Ristoranti full service: un piatto su cinque nel mondo è italiano
La cucina italiana vale 253 miliardi nel Full service globale. I dati Deloitte al Forum di TuttoFood tra opportunità di filiera e nodo lavoro.
RISTORAZIONE - I ristoranti che propongono cucina italiana nei format con servizio al tavolo e fine dining valgono 253 miliardi di euro, pari al 19% dell'intero mercato Full service globale, con una crescita dell'0,8% nell'ultimo anno e di oltre il 5% negli ultimi due: un ritmo che sovraperforma nettamente il segmento a livello mondiale, che nello stesso periodo ha segnato -0,1% nel 2025 e +0,8% negli ultimi cinque anni. Sono i dati anticipati da Deloitte nel suo Foodservice Market Monitor 2026, presentati in occasione del primo Forum Internazionale della Cucina Italiana, ospitato da TuttoFood a Milano.
Il Forum — come riferisce Il Sole 24 Ore — si è tenuto dopo il riconoscimento Unesco della cucina italiana e ha riunito esperti, professori universitari, politici, chef e giornalisti con l'obiettivo di essere «primo passo per parlare, capire e delineare nuovi progetti in Italia e nel mondo». TuttoFood ha voluto così affermarsi non solo come punto d'incontro tra buyer internazionali, ma come osservatorio sull'evoluzione della ristorazione mondiale.
Filiera agroalimentare, attenzione: le implicazioni di questi numeri vanno ben oltre il piatto servito.
«Se quasi un quinto della ristorazione mondiale con servizio al tavolo propone cucina italiana, ogni piatto servito all'estero è un potenziale driver di domanda per pasta, olio, formaggi, salumi, vini», sottolinea Tommaso Nastasi, senior partner e strategy and value creation leader di Deloitte. «La sfida è trasformare questa visibilità in sistema: coordinare produzione, distribuzione e ristorazione per presidiare i mercati internazionali in modo strutturato, anziché frammentato».

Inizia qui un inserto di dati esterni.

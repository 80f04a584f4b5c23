use std::path::PathBuf;

use chrono::NaiveDate;
use clap::error::ErrorKind;
use clap::{ArgAction, Args, Parser, Subcommand, ValueEnum};

use crate::core::error::{RankError, exit_code_for};
use crate::core::tier::{Category, Tier};

/// Shared application context for global flags
#[derive(Clone, Debug, Default)]
pub struct AppContext
{
    pub quiet: bool,           // global --quiet
    pub no_color: bool,        // global --no-color
    pub dry_run: bool,         // global --dry-run
    pub store: Option<PathBuf>, // global --store
    pub user: Option<String>,  // global --user
}

#[derive(Parser)]
#[command(name = "shelf")]
#[command(about = "Rank the books you finish, one pairwise question at a time")]
#[command(version, long_about = None)]
pub struct Cli
{
    #[command(subcommand)]
    pub command: Commands,

    /// Rankings document to use instead of the configured one
    #[arg(long, global = true, value_name = "PATH")]
    pub store: Option<PathBuf>,

    /// Act on this user's rankings
    #[arg(long, global = true)]
    pub user: Option<String>,

    /// Disable colored output
    #[arg(long, global = true)]
    pub no_color: bool,

    /// Suppress non-essential output
    #[arg(long, global = true)]
    pub quiet: bool,

    /// Compute and show the result without writing it
    #[arg(long, global = true)]
    pub dry_run: bool,

    /// Increase log verbosity (-v info, -vv debug, -vvv trace)
    #[arg(short, long, global = true, action = ArgAction::Count)]
    pub verbose: u8,
}

impl Cli
{
    pub fn context(&self) -> AppContext
    {
        AppContext {
            quiet: self.quiet,
            no_color: self.no_color,
            dry_run: self.dry_run,
            store: self
                .store
                .clone(),
            user: self
                .user
                .clone(),
        }
    }
}

#[derive(Subcommand)]
pub enum Commands
{
    /// Rank a newly finished book
    Add(AddArgs),

    /// Move an existing entry to a (possibly different) tier and re-place it
    Rerank(RerankArgs),

    /// Remove an entry and close its slot
    Remove(RemoveArgs),

    /// Bulk import pre-ranked books from a JSON file
    Import(ImportArgs),

    /// Show a ranking
    List(ListArgs),

    /// Verify ranking invariants, optionally repairing them
    Check(CheckArgs),

    /// Initialize a shelfrank.toml config file
    Init(InitArgs),

    /// Generate shell completions
    Completions(CompletionsArgs),

    /// Generate a man page
    Man(ManArgs),
}

/// Exit code for a rejected command line.
///
/// Values our own parsers reject (tier, category, dates) are invalid input and
/// share the validation code; every other clap error keeps clap's code.
pub fn parse_error_exit_code(err: &clap::Error) -> i32
{
    match err.kind()
    {
        ErrorKind::ValueValidation => exit_code_for(&RankError::validation(err.to_string())),
        _ => err.exit_code(),
    }
}

pub fn parse_tier(s: &str) -> Result<Tier, RankError>
{
    s.parse()
}

pub fn parse_category(s: &str) -> Result<Category, RankError>
{
    s.parse()
}

#[derive(Debug, Clone, Copy, Default, PartialEq, Eq, ValueEnum)]
pub enum OutputFormat
{
    #[default]
    Text,
    Table,
    Json,
}

/// How comparisons are answered
#[derive(Debug, Clone, Args)]
pub struct JudgeArgs
{
    /// Pre-supplied answers instead of prompting: n (new is better),
    /// e (existing is better), s (too tough, skip), comma separated
    #[arg(long, value_name = "ANSWERS")]
    pub answers: Option<String>,
}

#[derive(Debug, Parser)]
pub struct AddArgs
{
    /// Catalog key of the book (e.g., an Open Library work id)
    pub key: String,

    /// Book title
    #[arg(long)]
    pub title: String,

    /// Book author
    #[arg(long)]
    pub author: String,

    /// Cover image reference
    #[arg(long)]
    pub cover: Option<String>,

    /// Ranking category
    #[arg(short, long, default_value = "fiction", value_parser = parse_category)]
    pub category: Category,

    /// Verdict: liked, fine, or disliked
    #[arg(short, long, value_parser = parse_tier)]
    pub tier: Tier,

    /// Free-text note
    #[arg(long)]
    pub note: Option<String>,

    /// Date you finished the book (YYYY-MM-DD)
    #[arg(long, value_name = "DATE")]
    pub finished: Option<NaiveDate>,

    #[command(flatten)]
    pub judge: JudgeArgs,

    /// Output format
    #[arg(long, default_value = "text", value_enum)]
    pub format: OutputFormat,
}

#[derive(Debug, Parser)]
pub struct RerankArgs
{
    /// Entry id (see `shelf list`)
    pub id: String,

    /// New verdict: liked, fine, or disliked
    #[arg(short, long, value_parser = parse_tier)]
    pub tier: Tier,

    #[command(flatten)]
    pub judge: JudgeArgs,

    /// Output format
    #[arg(long, default_value = "text", value_enum)]
    pub format: OutputFormat,
}

#[derive(Debug, Parser)]
pub struct RemoveArgs
{
    /// Entry id (see `shelf list`)
    pub id: String,

    /// Output format
    #[arg(long, default_value = "text", value_enum)]
    pub format: OutputFormat,
}

#[derive(Debug, Parser)]
pub struct ImportArgs
{
    /// JSON array of { category, tier, position, key, title, author, ... }
    pub file: PathBuf,

    /// Output format
    #[arg(long, default_value = "text", value_enum)]
    pub format: OutputFormat,
}

#[derive(Debug, Parser)]
pub struct ListArgs
{
    /// Only this category (default: all)
    #[arg(short, long, value_parser = parse_category)]
    pub category: Option<Category>,

    /// Only this tier
    #[arg(short, long, value_parser = parse_tier)]
    pub tier: Option<Tier>,

    /// Output format
    #[arg(long, default_value = "text", value_enum)]
    pub format: OutputFormat,
}

#[derive(Debug, Parser)]
pub struct CheckArgs
{
    /// Only this category (default: all)
    #[arg(short, long, value_parser = parse_category)]
    pub category: Option<Category>,

    /// Recompute categories that fail the check
    #[arg(long)]
    pub repair: bool,
}

#[derive(Debug, Parser)]
pub struct InitArgs
{
    /// Directory to initialize config in
    #[arg(default_value = ".")]
    pub path: PathBuf,

    /// Overwrite existing config file
    #[arg(long)]
    pub force: bool,
}

#[derive(Debug, Clone, ValueEnum)]
pub enum Shell
{
    Bash,
    Zsh,
    Fish,
    PowerShell,
    Elvish,
}

#[derive(Debug, Parser)]
pub struct CompletionsArgs
{
    /// Target shell
    #[arg(value_enum)]
    pub shell: Shell,

    /// Output directory; if omitted and --stdout not set, prints error
    #[arg(long)]
    pub out_dir: Option<PathBuf>,

    /// Print completion script to stdout instead of a file
    #[arg(long)]
    pub stdout: bool,
}

#[derive(Debug, Parser)]
pub struct ManArgs
{
    /// Write shelf.1 into this directory instead of stdout
    #[arg(long)]
    pub out_dir: Option<PathBuf>,
}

Sul piano macro, il mercato della ristorazione mondiale si avvicina a un valore di 2,98 trilioni di euro nel 2025, con una crescita media del +2,2%. L'Europa accelera con un +6% rispetto all'anno precedente. L'Italia si conferma settima posizione globale per valore complessivo, con un fatturato del settore che nel 2025 ha raggiunto gli 84 miliardi di euro (+1%), superando stabilmente i livelli pre-pandemia.
Sul mercato interno, Deloitte rileva una forte frammentazione: la gestione familiare rimane dominante, ma le catene guadagnano terreno, passando dall'8% del 2019 all'11% attuale — una quota ancora lontana dal resto del mondo, dove superano un terzo del totale. Un'opportunità per i fornitori del Food made in Italy: «Le partnership con insegne strutturate consentono ai fornitori non solo di snellire gli sforzi commerciali e ottimizzare il costo del servizio», dice Nastasi, «ma anche di impegnarsi in iniziative di co-sviluppo, offrendo proposte più personalizzate e, in ultima analisi, generando un maggiore valore in tutto l'ecosistema». Sul fronte operativo, il 41% degli operatori sta riprogettando gli spazi per integrare delivery e asporto, il 74% sta introducendo tecnologie di automazione e il 53% dei consumatori si dichiara disposto a pagare un sovrapprezzo per un packaging di qualità.
Resta aperta la questione del lavoro. I dati dell'Osservatorio Restworld su 4.919 posizioni con stipendio dichiarato mostrano uno stipendio netto equivalente medio di 1.731 euro mensili, con una crescita annua del 3%, un punto percentuale sopra gli aumenti previsti dal Ccnl Turismo e Pubblici Esercizi. Il divario Nord-Sud si ferma a 82 euro al mese (4,7%), più contenuto del previsto. Tuttavia, secondo il Rapporto Ristorazione Fipe 2026, i lavoratori dipendenti del settore sono scesi a poco più di un milione, con un calo del 10,3% in un anno: 114.338 posti perduti. Una ricerca di personale su due risulta problematica, trovare un cuoco richiede in media cinque mesi e il tasso di posti vacanti nella ristorazione è del 4,8% (Istat), quasi il doppio della media dell'area euro al 2,5% (Eurostat).